__Exercise details__.
Looking at the entries below, state how many lines contain the word "duration". Give the number alone.

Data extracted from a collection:
::::::::::
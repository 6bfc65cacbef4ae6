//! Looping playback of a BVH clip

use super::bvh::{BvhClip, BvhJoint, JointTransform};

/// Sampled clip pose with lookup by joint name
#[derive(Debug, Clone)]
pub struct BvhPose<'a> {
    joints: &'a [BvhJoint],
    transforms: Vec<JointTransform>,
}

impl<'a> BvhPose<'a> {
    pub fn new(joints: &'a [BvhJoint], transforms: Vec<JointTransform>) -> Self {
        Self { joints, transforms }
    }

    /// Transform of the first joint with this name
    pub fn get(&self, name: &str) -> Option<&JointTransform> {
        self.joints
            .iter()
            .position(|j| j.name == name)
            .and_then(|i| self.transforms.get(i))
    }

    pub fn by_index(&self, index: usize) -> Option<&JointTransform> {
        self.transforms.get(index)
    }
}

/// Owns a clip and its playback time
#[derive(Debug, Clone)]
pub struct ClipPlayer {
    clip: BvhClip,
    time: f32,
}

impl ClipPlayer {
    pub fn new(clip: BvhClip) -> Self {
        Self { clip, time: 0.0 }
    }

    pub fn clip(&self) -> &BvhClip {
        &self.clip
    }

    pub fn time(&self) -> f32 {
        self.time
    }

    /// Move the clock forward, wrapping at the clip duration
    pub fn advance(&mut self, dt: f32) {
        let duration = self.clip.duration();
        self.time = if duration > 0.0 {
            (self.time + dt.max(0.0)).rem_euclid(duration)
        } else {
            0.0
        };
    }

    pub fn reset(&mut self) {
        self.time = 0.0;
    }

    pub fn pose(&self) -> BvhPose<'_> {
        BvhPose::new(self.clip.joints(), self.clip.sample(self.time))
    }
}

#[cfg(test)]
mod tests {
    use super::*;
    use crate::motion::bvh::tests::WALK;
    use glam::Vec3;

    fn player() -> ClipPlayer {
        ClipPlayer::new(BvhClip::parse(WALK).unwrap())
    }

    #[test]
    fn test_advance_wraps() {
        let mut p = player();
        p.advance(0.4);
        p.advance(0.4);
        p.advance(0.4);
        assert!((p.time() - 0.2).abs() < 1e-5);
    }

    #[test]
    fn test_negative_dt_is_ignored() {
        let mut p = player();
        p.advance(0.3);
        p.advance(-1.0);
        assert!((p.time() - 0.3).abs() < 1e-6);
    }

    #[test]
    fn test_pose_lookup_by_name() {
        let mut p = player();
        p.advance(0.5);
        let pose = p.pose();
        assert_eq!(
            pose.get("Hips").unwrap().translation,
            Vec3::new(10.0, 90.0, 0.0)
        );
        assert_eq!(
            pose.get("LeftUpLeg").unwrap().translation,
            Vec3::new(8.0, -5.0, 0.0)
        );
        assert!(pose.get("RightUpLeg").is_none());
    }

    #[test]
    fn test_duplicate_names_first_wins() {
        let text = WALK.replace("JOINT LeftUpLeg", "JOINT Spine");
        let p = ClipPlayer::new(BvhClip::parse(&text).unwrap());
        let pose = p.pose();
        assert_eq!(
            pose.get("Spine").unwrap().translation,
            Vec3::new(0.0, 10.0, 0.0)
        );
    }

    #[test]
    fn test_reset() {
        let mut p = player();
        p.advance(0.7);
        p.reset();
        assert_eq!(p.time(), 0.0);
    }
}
::::::::::
__Output of the exercise__.
4